Activity:
The entries are to be output in full, word for word.

Data for the task:
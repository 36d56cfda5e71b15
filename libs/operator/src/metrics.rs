//! Reconciler metrics: duration histogram with trace exemplars, a failure
//! counter keyed by error kind, and the phase gauge / time-to-ready
//! histogram called for in spec.md §4.3.

use crate::error::Error;

use kube::ResourceExt;
use opentelemetry::trace::TraceId;
use prometheus_client::encoding::EncodeLabelSet;
use prometheus_client::metrics::{
    counter::Counter, exemplar::HistogramWithExemplars, family::Family, gauge::Gauge,
    histogram::Histogram,
};
use prometheus_client::registry::{Registry, Unit};
use std::sync::Arc;
use tokio::time::Instant;

#[derive(Clone, Hash, PartialEq, Eq, EncodeLabelSet, Debug, Default)]
pub struct TraceLabel {
    pub id: String,
}

impl TryFrom<&TraceId> for TraceLabel {
    type Error = Error;

    fn try_from(id: &TraceId) -> Result<TraceLabel, Self::Error> {
        if std::matches!(id, &TraceId::INVALID) {
            Err(Error::InvalidTraceId)
        } else {
            Ok(Self { id: id.to_string() })
        }
    }
}

#[derive(Clone, Hash, PartialEq, Eq, EncodeLabelSet, Debug, Default)]
pub struct ControllerLabel {
    pub controller: String,
}

#[derive(Clone, Hash, PartialEq, Eq, EncodeLabelSet, Debug, Default)]
pub struct ErrorLabels {
    pub controller: String,
    pub instance: String,
    pub error: String,
}

#[derive(Clone, Hash, PartialEq, Eq, EncodeLabelSet, Debug, Default)]
pub struct PhaseLabel {
    pub controller: String,
    pub phase: String,
}

#[derive(Clone)]
pub struct Metrics {
    pub registry: Arc<Registry>,
    pub reconcile: ReconcileMetrics,
}

impl Default for Metrics {
    fn default() -> Self {
        let mut registry = Registry::with_prefix("llmkube_reconcile");
        let reconcile = ReconcileMetrics::default().register(&mut registry);
        Self {
            registry: Arc::new(registry),
            reconcile,
        }
    }
}

impl Metrics {
    pub fn ready_set(&self, controller: &str, ready: i64) {
        self.reconcile
            .ready
            .get_or_create(&ControllerLabel {
                controller: controller.to_owned(),
            })
            .set(ready);
    }
}

#[derive(Clone)]
pub struct ReconcileMetrics {
    pub runs: Family<ControllerLabel, Counter>,
    pub failures: Family<ErrorLabels, Counter>,
    pub duration: Family<ControllerLabel, HistogramWithExemplars<TraceLabel>>,
    pub phase: Family<PhaseLabel, Gauge>,
    pub time_to_ready: Family<ControllerLabel, Histogram>,
    pub ready: Family<ControllerLabel, Gauge>,
}

impl Default for ReconcileMetrics {
    fn default() -> Self {
        Self {
            runs: Family::<ControllerLabel, Counter>::default(),
            failures: Family::<ErrorLabels, Counter>::default(),
            duration: Family::<ControllerLabel, HistogramWithExemplars<TraceLabel>>::new_with_constructor(
                || HistogramWithExemplars::new([0.1, 0.5, 1., 5., 10.].into_iter()),
            ),
            phase: Family::<PhaseLabel, Gauge>::default(),
            time_to_ready: Family::<ControllerLabel, Histogram>::new_with_constructor(|| {
                Histogram::new([1., 5., 15., 30., 60., 300., 900.].into_iter())
            }),
            ready: Family::<ControllerLabel, Gauge>::default(),
        }
    }
}

impl ReconcileMetrics {
    pub fn register(self, r: &mut Registry) -> Self {
        r.register_with_unit(
            "duration",
            "reconcile duration",
            Unit::Seconds,
            self.duration.clone(),
        );
        r.register("failures", "reconciliation errors", self.failures.clone());
        r.register("runs", "reconciliations", self.runs.clone());
        r.register(
            "phase",
            "current phase of each tracked resource kind (1 = active)",
            self.phase.clone(),
        );
        r.register_with_unit(
            "time_to_ready",
            "time from creation to first Ready observation",
            Unit::Seconds,
            self.time_to_ready.clone(),
        );
        r.register("ready", "controller readiness", self.ready.clone());
        self
    }

    pub fn set_failure<K: ResourceExt>(&self, controller: &str, obj: &K, e: &Error) {
        self.failures
            .get_or_create(&ErrorLabels {
                controller: controller.to_owned(),
                instance: obj.name_any(),
                error: e.metric_label(),
            })
            .inc();
    }

    pub fn count_and_measure(&self, controller: &str, trace_id: &TraceId) -> ReconcileMeasurer {
        let label = ControllerLabel {
            controller: controller.to_owned(),
        };
        self.runs.get_or_create(&label).inc();
        ReconcileMeasurer {
            start: Instant::now(),
            labels: trace_id.try_into().ok(),
            metric: self.duration.get_or_create(&label).clone(),
        }
    }

    /// Sets the phase gauge for `controller`/`current` to 1 and every other
    /// phase in `all_phases` to 0, so `sum(llmkube_reconcile_phase)` across
    /// a controller always equals the number of reconciled objects.
    pub fn set_phase(&self, controller: &str, all_phases: &[&str], current: &str) {
        for phase in all_phases {
            let value = i64::from(*phase == current);
            self.phase
                .get_or_create(&PhaseLabel {
                    controller: controller.to_owned(),
                    phase: (*phase).to_owned(),
                })
                .set(value);
        }
    }

    pub fn observe_time_to_ready(&self, controller: &str, seconds: f64) {
        self.time_to_ready
            .get_or_create(&ControllerLabel {
                controller: controller.to_owned(),
            })
            .observe(seconds);
    }
}

/// Observes reconcile duration on drop, the way the teacher's measurer does,
/// so early-return `?` paths still record a duration.
pub struct ReconcileMeasurer {
    start: Instant,
    labels: Option<TraceLabel>,
    metric: HistogramWithExemplars<TraceLabel>,
}

impl Drop for ReconcileMeasurer {
    fn drop(&mut self) {
        let duration = self.start.elapsed().as_secs_f64();
        let labels = self.labels.take();
        self.metric.observe(duration, labels);
    }
}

Task answer:
repository 36d56cfda5e71b15
filename libs/operator/src/metrics.rs
//! Reconciler metrics: duration histogram with trace exemplars, a failure
//! counter keyed by error kind, and the phase gauge / time-to-ready
//! histogram called for in spec.md §4.3.

use crate::error::Error;

use kube::ResourceExt;
use opentelemetry::trace::TraceId;
use prometheus_client::encoding::EncodeLabelSet;
use prometheus_client::metrics::{
    counter::Counter, exemplar::HistogramWithExemplars, family::Family, gauge::Gauge,
    histogram::Histogram,
};
use prometheus_client::registry::{Registry, Unit};
use std::sync::Arc;
use tokio::time::Instant;

#[derive(Clone, Hash, PartialEq, Eq, EncodeLabelSet, Debug, Default)]
pub struct TraceLabel {
    pub id: String,
}

impl TryFrom<&TraceId> for TraceLabel {
    type Error = Error;

    fn try_from(id: &TraceId) -> Result<TraceLabel, Self::Error> {
        if std::matches!(id, &TraceId::INVALID) {
            Err(Error::InvalidTraceId)
        } else {
            Ok(Self { id: id.to_string() })
        }
    }
}

#[derive(Clone, Hash, PartialEq, Eq, EncodeLabelSet, Debug, Default)]
pub struct ControllerLabel {
    pub controller: String,
}

#[derive(Clone, Hash, PartialEq, Eq, EncodeLabelSet, Debug, Default)]
pub struct ErrorLabels {
    pub controller: String,
    pub instance: String,
    pub error: String,
}

#[derive(Clone, Hash, PartialEq, Eq, EncodeLabelSet, Debug, Default)]
pub struct PhaseLabel {
    pub controller: String,
    pub phase: String,
}

#[derive(Clone)]
pub struct Metrics {
    pub registry: Arc<Registry>,
    pub reconcile: ReconcileMetrics,
}

impl Default for Metrics {
    fn default() -> Self {
        let mut registry = Registry::with_prefix("llmkube_reconcile");
        let reconcile = ReconcileMetrics::default().register(&mut registry);
        Self {
            registry: Arc::new(registry),
            reconcile,
        }
    }
}

impl Metrics {
    pub fn ready_set(&self, controller: &str, ready: i64) {
        self.reconcile
            .ready
            .get_or_create(&ControllerLabel {
                controller: controller.to_owned(),
            })
            .set(ready);
    }
}

#[derive(Clone)]
pub struct ReconcileMetrics {
    pub runs: Family<ControllerLabel, Counter>,
    pub failures: Family<ErrorLabels, Counter>,
    pub duration: Family<ControllerLabel, HistogramWithExemplars<TraceLabel>>,
    pub phase: Family<PhaseLabel, Gauge>,
    pub time_to_ready: Family<ControllerLabel, Histogram>,
    pub ready: Family<ControllerLabel, Gauge>,
}

impl Default for ReconcileMetrics {
    fn default() -> Self {
        Self {
            runs: Family::<ControllerLabel, Counter>::default(),
            failures: Family::<ErrorLabels, Counter>::default(),
            duration: Family::<ControllerLabel, HistogramWithExemplars<TraceLabel>>::new_with_constructor(
                || HistogramWithExemplars::new([0.1, 0.5, 1., 5., 10.].into_iter()),
            ),
            phase: Family::<PhaseLabel, Gauge>::default(),
            time_to_ready: Family::<ControllerLabel, Histogram>::new_with_constructor(|| {
                Histogram::new([1., 5., 15., 30., 60., 300., 900.].into_iter())
            }),
            ready: Family::<ControllerLabel, Gauge>::default(),
        }
    }
}

impl ReconcileMetrics {
    pub fn register(self, r: &mut Registry) -> Self {
        r.register_with_unit(
            "duration",
            "reconcile duration",
            Unit::Seconds,
            self.duration.clone(),
        );
        r.register("failures", "reconciliation errors", self.failures.clone());
        r.register("runs", "reconciliations", self.runs.clone());
        r.register(
            "phase",
            "current phase of each tracked resource kind (1 = active)",
            self.phase.clone(),
        );
        r.register_with_unit(
            "time_to_ready",
            "time from creation to first Ready observation",
            Unit::Seconds,
            self.time_to_ready.clone(),
        );
        r.register("ready", "controller readiness", self.ready.clone());
        self
    }

    pub fn set_failure<K: ResourceExt>(&self, controller: &str, obj: &K, e: &Error) {
        self.failures
            .get_or_create(&ErrorLabels {
                controller: controller.to_owned(),
                instance: obj.name_any(),
                error: e.metric_label(),
            })
            .inc();
    }

    pub fn count_and_measure(&self, controller: &str, trace_id: &TraceId) -> ReconcileMeasurer {
        let label = ControllerLabel {
            controller: controller.to_owned(),
        };
        self.runs.get_or_create(&label).inc();
        ReconcileMeasurer {
            start: Instant::now(),
            labels: trace_id.try_into().ok(),
            metric: self.duration.get_or_create(&label).clone(),
        }
    }

    /// Sets the phase gauge for `controller`/`current` to 1 and every other
    /// phase in `all_phases` to 0, so `sum(llmkube_reconcile_phase)` across
    /// a controller always equals the number of reconciled objects.
    pub fn set_phase(&self, controller: &str, all_phases: &[&str], current: &str) {
        for phase in all_phases {
            let value = i64::from(*phase == current);
            self.phase
                .get_or_create(&PhaseLabel {
                    controller: controller.to_owned(),
                    phase: (*phase).to_owned(),
                })
                .set(value);
        }
    }

    pub fn observe_time_to_ready(&self, controller: &str, seconds: f64) {
        self.time_to_ready
            .get_or_create(&ControllerLabel {
                controller: controller.to_owned(),
            })
            .observe(seconds);
    }
}

/// Observes reconcile duration on drop, the way the teacher's measurer does,
/// so early-return `?` paths still record a duration.
pub struct ReconcileMeasurer {
    start: Instant,
    labels: Option<TraceLabel>,
    metric: HistogramWithExemplars<TraceLabel>,
}

impl Drop for ReconcileMeasurer {
    fn drop(&mut self) {
        let duration = self.start.elapsed().as_secs_f64();
        let labels = self.labels.take();
        self.metric.observe(duration, labels);
    }
}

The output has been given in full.